Mayby wrong about the single/duallload thing.

But you forget to build in a reserve.
Needed for next:
Unequal weight R/L on the axle .
Inacurate reading of pressure and weight.
Pressure loss in time.
Going over 75 mph for your tires

When I make a cold pressure axleload list I make them for a bit virtuall higher speed, for your tires for instance 87 mph ( not saying you must drive that) and give 90% of calculated axleloadcapacity for the cold pressure.
This then still. Gives acceptable comfort and gripp, so I concluded from reactions.

Then you dont need to do pre or after calculations yourselves.

Then you " only" have to determine the axleloads (better would have been axle-end loads) 99% accurate, wich you did by weighing.
But did you weigh fully loaded?
This determining axle(end) loads accurate in your use, is your responcibility.

I assume the trailerweight on the weightslip is the tag axle, but correct me if wrong. Then same tires.

And you have the top tires in the list so maxload S 3970 lbs / D 3750 lbs. At 110 psi , but also correct me if wrong.

I estimate pressures determined with use of my made list will come to about 100 psi, and still acceptable comfort and gripp.


Then about what cold pressure is.


Best definition is when temperature of gascompound in tire is practically the same as the outside ambiŽnt temperature.

That is when not driven long enaugh and no external factors, like sunshine on tire.
This last has become the definition .

Now there are 2 camps in if recomended cold pressure is for a certain ambiŽnt temperature.

Camp 1 is largest, and states that you have to fill the determined needed cold pressure at any ambiŽnt temperature , be it 20 degr F or 110 degr F . Gives you a chalance to fill up and blead down when traveling trough extreme ambiŽnt temperature regions.

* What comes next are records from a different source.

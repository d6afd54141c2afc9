//! Listing price value.

use serde::{Deserialize, Serialize};

/// Stored label for free listings.
pub const FREE_LABEL: &str = "Free";

/// Currency symbol prefixed to bare amounts entered by creators.
pub const CURRENCY_SYMBOL: &str = "₹";

/// Price of a listing: free, or a currency-formatted amount.
///
/// Stored as a plain string (`"Free"` or e.g. `"₹499"`).
#[derive(Debug, Clone, PartialEq, Eq, Default, Serialize, Deserialize)]
#[serde(from = "String", into = "String")]
pub enum Price {
    #[default]
    Free,
    Amount(String),
}

impl Price {
    /// Builds a price from the creator's raw input.
    ///
    /// Empty input means free. A bare amount gets the currency symbol; input
    /// that already starts with a symbol is kept as typed.
    pub fn from_input(input: Option<&str>) -> Self {
        let trimmed = match input.map(str::trim) {
            None | Some("") => return Self::Free,
            Some(value) => value,
        };

        if trimmed.eq_ignore_ascii_case(FREE_LABEL) {
            return Self::Free;
        }

        match trimmed.chars().next() {
            Some(first) if first.is_ascii_digit() || first == '.' => {
                Self::Amount(format!("{CURRENCY_SYMBOL}{trimmed}"))
            }
            _ => Self::Amount(trimmed.to_string()),
        }
    }

    pub fn is_free(&self) -> bool {
        matches!(self, Self::Free)
    }

    pub fn as_str(&self) -> &str {
        match self {
            Self::Free => FREE_LABEL,
            Self::Amount(label) => label,
        }
    }
}

impl From<String> for Price {
    fn from(value: String) -> Self {
        if value.is_empty() || value == FREE_LABEL {
            Self::Free
        } else {
            Self::Amount(value)
        }
    }
}

impl From<Price> for String {
    fn from(price: Price) -> Self {
        match price {
            Price::Free => FREE_LABEL.to_string(),
            Price::Amount(label) => label,
        }
    }
}

impl std::fmt::Display for Price {
    fn fmt(&self, f: &mut std::fmt::Formatter<'_>) -> std::fmt::Result {
        f.write_str(self.as_str())
    }
}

I am in the second smaller camp, that states that determined needed cold pressure or recomended is for an index temperature given
Read index temperatures ( As RIMEX cals it) between 60 degr F/ 15bdegr C upto 77 degr F / 25 degr C .
Mostly 20 degr C / 68 degr F.

Porche and BMW give on tmps screen besides the pressure also the recomended pressure calculated from index temp ( most likely 68 degr F) to the temperature in tire ( also sent by the sensors) . Some tmps systems for motorcicles give on screen pressure calculated back to 20 degr C / 68 degr F.

A tmps system is yust a little computer in wich the designing ingenieur can put software he thinks needed.

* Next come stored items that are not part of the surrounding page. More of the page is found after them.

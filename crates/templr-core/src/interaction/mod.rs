//! Local interaction domain module.
//!
//! - `cache`: Liked/viewed id sets and their persistence format
//! - `store`: Key-value persistence trait

mod cache;
mod store;

pub use cache::{Interaction, InteractionCache, InteractionKeys};
pub use store::KeyValueStore;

This then can give differences between tmps reading and gauge-reading.

My opinion based on conclusions I took in time is that you can let the pressure flow with temperature change.

When hot the higher pressure gives lesser deflection, so heatproduction at same speed, wich compensates the lesser cooling down by lesser temperature differences between tire-material and in-and out-side tire air ( or other gascompound) .
So never blead down cold or warm pressure on a hot day.


When cold ambiŽnt the other way around.
More heatproduction and more cooling down.

But then you may highen up to determined needed for reasons of riding quality and fuell saving, but not needed for savety of tire, so no overheating tire-material, wich is main goal of tiremakers when determining needed pressure.

If the camp 2ers are right, you only have to check if pressure and temperature are in line, and dont need to fill up and blead down maniacally.

Tmps systems give a direct warning when pressure drops 2 psi .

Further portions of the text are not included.